Segment Start: Input data
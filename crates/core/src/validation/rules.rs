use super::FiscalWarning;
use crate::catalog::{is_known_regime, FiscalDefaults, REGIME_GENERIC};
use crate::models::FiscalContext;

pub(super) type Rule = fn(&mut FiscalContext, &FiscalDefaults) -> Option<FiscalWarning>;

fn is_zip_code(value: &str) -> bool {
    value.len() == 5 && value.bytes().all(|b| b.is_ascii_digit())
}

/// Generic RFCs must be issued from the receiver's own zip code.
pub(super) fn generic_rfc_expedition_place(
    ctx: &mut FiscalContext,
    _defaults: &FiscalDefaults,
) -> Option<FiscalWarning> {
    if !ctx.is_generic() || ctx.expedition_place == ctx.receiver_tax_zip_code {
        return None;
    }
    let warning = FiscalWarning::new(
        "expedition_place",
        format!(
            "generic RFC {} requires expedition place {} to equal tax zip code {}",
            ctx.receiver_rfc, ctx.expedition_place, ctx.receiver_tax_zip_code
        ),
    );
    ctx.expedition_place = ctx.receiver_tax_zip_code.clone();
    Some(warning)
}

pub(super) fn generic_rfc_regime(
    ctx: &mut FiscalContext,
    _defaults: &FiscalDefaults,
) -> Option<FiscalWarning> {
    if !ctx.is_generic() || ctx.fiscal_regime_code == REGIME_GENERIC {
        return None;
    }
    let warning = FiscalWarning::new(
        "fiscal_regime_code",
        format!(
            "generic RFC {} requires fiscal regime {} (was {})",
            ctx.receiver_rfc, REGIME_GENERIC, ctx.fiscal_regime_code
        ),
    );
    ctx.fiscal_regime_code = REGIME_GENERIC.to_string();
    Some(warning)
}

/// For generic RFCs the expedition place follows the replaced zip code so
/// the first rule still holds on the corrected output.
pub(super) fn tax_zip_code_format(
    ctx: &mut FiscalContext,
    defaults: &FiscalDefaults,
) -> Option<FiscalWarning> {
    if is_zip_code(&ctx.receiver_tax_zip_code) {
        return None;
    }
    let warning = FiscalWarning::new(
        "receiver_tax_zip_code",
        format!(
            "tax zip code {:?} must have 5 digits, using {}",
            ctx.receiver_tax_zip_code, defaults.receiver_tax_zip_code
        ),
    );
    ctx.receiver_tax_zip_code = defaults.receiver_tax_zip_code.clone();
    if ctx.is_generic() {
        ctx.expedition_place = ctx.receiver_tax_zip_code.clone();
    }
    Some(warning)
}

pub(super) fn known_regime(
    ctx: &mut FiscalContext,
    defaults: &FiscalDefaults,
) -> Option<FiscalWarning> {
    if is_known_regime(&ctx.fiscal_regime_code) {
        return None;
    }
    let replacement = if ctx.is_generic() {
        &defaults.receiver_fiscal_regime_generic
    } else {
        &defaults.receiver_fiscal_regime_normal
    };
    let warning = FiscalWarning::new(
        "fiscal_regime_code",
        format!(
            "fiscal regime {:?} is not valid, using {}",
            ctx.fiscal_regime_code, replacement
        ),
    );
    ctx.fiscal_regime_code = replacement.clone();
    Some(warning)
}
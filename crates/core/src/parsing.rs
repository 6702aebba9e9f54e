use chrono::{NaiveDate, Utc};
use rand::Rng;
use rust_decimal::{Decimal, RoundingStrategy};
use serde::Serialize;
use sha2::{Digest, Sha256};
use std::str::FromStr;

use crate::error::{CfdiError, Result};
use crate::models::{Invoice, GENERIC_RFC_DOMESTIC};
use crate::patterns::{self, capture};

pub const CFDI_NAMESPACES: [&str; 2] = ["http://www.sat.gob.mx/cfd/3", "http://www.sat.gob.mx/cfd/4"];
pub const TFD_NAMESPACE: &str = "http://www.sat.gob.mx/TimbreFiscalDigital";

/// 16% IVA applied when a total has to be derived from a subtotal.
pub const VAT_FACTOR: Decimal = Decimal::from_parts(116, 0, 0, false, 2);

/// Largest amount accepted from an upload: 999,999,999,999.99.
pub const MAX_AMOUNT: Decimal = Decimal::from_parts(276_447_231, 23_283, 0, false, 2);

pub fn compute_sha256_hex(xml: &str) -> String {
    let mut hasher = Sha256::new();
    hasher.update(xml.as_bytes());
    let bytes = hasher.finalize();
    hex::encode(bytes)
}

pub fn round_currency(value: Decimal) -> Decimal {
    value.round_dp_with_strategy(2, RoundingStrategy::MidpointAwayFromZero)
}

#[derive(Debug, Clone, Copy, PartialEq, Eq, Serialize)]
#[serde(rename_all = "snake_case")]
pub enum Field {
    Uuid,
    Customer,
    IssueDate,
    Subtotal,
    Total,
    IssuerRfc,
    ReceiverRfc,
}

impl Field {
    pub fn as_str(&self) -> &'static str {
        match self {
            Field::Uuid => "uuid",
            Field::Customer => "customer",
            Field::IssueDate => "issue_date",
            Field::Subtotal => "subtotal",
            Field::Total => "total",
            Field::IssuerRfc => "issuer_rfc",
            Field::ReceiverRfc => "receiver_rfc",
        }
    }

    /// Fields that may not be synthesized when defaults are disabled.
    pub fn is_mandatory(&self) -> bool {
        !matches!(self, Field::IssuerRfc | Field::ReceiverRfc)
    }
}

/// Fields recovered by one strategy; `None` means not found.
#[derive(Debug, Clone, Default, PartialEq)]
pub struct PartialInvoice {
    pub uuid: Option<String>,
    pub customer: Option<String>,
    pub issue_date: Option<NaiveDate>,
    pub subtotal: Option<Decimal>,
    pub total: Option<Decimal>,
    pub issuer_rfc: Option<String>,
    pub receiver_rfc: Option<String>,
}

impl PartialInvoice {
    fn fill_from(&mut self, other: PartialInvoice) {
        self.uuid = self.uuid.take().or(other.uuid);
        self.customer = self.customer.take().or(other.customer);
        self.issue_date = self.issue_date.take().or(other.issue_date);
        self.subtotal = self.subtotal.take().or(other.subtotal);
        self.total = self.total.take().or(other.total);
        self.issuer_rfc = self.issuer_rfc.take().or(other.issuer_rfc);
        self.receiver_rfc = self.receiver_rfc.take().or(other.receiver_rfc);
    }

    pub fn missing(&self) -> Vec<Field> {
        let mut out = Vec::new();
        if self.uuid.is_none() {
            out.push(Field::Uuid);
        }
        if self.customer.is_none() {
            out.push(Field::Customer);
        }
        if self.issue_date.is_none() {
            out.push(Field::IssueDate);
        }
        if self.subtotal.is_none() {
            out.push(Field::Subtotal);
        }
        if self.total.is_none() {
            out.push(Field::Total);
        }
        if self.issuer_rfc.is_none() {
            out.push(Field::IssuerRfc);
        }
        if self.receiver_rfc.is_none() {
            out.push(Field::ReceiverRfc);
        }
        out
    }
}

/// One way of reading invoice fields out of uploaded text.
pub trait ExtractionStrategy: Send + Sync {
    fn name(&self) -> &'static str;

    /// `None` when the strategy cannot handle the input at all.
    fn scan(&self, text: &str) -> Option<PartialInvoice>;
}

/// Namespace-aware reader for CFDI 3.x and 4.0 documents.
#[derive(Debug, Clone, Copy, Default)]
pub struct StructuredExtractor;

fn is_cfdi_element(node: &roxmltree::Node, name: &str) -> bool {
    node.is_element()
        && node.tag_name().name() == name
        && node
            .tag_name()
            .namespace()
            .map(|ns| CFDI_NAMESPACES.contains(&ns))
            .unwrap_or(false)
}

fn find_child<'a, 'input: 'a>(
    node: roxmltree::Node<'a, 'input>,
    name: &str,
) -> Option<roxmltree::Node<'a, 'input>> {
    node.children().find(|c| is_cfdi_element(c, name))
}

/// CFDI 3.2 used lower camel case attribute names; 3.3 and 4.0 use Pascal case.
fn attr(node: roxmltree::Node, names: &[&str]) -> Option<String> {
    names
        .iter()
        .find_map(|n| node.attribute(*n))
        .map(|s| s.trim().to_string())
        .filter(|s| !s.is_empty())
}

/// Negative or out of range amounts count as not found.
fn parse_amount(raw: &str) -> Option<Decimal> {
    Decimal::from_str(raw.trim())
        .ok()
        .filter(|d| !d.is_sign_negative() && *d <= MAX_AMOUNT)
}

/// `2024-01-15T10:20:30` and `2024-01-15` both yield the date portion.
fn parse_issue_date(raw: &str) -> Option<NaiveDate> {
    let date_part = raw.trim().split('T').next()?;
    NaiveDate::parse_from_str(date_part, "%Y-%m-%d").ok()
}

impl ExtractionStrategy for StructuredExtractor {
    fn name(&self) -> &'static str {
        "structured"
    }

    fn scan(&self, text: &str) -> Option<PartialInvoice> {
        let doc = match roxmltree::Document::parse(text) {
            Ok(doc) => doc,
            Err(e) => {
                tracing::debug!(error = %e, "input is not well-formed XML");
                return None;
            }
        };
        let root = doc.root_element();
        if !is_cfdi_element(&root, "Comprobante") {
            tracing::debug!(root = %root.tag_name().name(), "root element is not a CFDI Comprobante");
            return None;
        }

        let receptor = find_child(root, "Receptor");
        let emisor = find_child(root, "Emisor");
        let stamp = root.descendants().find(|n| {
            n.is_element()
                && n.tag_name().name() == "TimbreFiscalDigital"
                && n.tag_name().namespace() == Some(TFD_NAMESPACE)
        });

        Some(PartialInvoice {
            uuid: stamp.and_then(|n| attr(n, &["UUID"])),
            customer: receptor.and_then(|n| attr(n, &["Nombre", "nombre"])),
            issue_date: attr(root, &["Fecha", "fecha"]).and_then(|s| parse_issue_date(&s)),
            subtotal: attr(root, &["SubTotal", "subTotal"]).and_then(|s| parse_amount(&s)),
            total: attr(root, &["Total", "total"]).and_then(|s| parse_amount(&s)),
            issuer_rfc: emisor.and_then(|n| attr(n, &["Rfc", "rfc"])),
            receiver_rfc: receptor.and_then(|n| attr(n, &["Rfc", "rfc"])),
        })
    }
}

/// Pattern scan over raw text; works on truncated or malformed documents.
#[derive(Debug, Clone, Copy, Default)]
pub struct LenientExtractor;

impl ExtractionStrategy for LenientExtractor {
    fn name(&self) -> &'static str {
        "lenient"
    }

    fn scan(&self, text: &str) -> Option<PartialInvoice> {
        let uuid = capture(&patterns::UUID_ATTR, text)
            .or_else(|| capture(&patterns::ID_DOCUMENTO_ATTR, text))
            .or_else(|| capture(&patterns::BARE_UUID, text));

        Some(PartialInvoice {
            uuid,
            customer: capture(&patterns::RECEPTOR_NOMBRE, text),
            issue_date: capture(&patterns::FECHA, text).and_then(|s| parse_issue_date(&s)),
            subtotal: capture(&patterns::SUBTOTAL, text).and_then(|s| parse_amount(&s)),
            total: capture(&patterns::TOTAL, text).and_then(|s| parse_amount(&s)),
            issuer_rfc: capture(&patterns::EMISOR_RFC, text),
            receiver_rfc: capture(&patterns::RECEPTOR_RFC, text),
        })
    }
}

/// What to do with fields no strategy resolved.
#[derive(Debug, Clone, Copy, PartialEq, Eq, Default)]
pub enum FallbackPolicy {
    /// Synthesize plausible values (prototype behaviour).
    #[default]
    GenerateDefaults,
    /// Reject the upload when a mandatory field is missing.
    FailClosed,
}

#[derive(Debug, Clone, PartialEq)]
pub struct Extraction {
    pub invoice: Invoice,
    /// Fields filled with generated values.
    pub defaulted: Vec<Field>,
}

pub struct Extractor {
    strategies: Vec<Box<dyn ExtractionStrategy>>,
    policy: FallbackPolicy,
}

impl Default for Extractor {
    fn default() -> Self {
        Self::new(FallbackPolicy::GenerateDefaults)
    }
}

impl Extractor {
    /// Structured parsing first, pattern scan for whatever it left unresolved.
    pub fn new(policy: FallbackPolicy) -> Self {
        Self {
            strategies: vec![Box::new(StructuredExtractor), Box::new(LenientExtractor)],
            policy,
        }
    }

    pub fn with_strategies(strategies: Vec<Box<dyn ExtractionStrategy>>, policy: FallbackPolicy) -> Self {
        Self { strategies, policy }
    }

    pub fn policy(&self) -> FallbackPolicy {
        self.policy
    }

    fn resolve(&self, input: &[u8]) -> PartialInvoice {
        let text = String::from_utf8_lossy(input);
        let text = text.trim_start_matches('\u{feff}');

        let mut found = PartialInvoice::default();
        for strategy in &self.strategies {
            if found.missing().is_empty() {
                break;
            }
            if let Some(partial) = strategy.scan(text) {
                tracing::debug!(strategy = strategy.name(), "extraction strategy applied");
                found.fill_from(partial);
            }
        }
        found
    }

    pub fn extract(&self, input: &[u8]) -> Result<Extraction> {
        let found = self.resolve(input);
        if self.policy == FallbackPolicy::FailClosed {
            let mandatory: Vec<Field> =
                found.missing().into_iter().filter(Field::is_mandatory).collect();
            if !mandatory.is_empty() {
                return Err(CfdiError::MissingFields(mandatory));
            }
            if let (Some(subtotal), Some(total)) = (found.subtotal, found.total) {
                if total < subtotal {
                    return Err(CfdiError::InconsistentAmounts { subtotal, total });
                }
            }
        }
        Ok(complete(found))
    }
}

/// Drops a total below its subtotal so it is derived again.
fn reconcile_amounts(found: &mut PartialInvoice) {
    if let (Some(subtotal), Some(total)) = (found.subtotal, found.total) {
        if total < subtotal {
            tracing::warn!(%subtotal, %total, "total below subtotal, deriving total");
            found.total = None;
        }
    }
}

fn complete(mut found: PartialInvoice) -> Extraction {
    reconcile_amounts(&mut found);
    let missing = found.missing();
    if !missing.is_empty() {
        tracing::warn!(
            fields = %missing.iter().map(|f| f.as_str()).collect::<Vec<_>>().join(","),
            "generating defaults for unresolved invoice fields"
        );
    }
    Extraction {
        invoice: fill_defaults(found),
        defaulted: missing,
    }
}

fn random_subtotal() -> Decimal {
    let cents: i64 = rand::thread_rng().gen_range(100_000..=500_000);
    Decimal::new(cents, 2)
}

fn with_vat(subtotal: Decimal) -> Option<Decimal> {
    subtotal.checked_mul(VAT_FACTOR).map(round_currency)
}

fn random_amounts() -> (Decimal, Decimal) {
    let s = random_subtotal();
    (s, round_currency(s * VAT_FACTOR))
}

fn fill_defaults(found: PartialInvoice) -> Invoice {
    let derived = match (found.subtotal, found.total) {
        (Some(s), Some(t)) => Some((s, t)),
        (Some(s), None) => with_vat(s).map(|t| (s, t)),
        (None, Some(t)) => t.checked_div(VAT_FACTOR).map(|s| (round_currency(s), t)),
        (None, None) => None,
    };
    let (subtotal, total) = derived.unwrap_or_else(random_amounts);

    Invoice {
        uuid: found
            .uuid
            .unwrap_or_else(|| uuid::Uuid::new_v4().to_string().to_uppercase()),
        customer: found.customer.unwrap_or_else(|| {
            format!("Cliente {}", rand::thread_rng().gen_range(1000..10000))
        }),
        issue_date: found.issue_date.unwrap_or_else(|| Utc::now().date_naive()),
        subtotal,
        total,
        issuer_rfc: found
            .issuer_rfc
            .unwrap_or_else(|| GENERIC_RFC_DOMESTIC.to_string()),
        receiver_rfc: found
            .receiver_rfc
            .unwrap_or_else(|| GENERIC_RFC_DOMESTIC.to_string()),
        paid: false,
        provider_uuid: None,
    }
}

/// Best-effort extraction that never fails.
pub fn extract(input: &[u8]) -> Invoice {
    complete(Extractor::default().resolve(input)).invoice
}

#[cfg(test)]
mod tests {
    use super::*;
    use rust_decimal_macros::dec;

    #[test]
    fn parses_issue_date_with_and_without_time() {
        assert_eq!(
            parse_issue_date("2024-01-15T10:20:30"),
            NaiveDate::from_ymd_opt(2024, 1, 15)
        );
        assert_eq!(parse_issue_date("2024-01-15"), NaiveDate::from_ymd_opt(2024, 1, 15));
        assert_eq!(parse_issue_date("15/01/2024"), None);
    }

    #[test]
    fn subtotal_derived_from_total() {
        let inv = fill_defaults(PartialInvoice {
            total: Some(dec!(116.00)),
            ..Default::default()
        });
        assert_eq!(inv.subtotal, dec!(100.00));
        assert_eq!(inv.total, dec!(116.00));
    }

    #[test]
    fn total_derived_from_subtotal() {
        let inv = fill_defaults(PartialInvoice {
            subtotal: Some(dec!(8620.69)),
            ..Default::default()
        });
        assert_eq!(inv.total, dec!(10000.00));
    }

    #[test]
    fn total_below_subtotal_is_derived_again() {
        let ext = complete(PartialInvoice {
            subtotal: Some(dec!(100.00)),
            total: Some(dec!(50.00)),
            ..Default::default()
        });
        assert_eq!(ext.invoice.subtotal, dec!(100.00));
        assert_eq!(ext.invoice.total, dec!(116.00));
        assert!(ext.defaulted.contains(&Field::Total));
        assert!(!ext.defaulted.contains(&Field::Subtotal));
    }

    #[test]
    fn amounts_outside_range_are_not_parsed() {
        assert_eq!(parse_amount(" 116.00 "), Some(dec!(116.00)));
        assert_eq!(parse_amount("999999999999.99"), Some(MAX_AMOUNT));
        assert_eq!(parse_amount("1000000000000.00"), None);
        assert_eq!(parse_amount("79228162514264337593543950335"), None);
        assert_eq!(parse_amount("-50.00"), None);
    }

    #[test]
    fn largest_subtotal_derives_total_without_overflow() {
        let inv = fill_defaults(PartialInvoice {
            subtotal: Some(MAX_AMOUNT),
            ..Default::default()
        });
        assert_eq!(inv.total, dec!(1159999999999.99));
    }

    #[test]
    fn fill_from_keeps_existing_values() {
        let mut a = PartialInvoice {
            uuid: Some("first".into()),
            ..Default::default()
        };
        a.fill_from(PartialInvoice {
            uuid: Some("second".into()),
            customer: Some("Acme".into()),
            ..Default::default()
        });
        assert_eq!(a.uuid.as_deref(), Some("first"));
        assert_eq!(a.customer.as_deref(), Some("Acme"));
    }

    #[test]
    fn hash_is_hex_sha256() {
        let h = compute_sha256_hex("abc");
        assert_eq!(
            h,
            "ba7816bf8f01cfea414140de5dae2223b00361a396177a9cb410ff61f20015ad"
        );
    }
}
Segment End: Input data
Segment Start: Input data
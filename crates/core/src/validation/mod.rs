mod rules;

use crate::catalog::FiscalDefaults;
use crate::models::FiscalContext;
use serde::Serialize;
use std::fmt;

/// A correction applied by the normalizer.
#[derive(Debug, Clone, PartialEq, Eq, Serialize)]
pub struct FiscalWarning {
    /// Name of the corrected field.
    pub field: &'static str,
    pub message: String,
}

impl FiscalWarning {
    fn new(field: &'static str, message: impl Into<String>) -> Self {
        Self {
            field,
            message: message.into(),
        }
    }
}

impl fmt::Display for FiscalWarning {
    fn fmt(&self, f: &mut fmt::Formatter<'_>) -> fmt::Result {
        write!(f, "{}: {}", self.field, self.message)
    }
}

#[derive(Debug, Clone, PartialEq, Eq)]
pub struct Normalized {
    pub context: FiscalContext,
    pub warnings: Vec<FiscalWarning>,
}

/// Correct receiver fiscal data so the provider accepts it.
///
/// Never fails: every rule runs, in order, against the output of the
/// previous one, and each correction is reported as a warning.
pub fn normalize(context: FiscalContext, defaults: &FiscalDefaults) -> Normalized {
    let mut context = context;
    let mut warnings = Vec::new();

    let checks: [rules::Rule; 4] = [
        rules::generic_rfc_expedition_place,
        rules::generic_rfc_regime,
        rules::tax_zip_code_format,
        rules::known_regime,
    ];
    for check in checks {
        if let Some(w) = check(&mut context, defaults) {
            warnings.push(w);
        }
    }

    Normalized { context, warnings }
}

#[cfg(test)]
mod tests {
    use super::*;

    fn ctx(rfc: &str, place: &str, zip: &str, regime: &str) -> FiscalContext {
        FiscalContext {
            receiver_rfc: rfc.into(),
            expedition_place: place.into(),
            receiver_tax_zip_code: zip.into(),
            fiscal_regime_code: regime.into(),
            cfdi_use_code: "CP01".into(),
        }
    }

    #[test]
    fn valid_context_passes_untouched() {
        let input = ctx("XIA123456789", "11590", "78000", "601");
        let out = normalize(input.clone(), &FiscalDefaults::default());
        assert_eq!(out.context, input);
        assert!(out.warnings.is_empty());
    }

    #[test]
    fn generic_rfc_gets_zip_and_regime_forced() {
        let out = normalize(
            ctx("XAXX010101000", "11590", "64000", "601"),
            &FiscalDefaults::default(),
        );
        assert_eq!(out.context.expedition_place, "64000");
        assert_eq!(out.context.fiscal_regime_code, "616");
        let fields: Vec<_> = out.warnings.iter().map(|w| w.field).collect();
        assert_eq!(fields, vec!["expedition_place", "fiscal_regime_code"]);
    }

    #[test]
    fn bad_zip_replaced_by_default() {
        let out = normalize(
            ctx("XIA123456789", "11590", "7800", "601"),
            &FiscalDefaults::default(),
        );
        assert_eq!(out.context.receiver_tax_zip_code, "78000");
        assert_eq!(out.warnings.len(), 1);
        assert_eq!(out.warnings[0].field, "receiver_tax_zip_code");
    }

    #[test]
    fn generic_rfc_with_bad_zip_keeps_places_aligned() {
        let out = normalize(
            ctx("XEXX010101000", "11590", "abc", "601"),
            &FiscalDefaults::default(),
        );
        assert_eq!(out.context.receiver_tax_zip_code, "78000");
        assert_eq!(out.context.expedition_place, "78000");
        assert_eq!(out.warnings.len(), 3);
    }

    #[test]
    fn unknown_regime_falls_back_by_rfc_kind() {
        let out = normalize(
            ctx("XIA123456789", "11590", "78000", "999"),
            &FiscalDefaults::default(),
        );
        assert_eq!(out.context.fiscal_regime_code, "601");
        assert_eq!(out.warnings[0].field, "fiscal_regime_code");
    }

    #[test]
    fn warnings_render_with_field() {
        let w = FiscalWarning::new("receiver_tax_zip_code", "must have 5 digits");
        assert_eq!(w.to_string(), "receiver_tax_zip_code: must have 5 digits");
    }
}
Segment End: Input data
Task goal
The lines that mention the word "have" should be pulled from the records above.

Answer area
            "tax zip code {:?} must have 5 digits, using {}",
        let w = FiscalWarning::new("receiver_tax_zip_code", "must have 5 digits");
        assert_eq!(w.to_string(), "receiver_tax_zip_code: must have 5 digits");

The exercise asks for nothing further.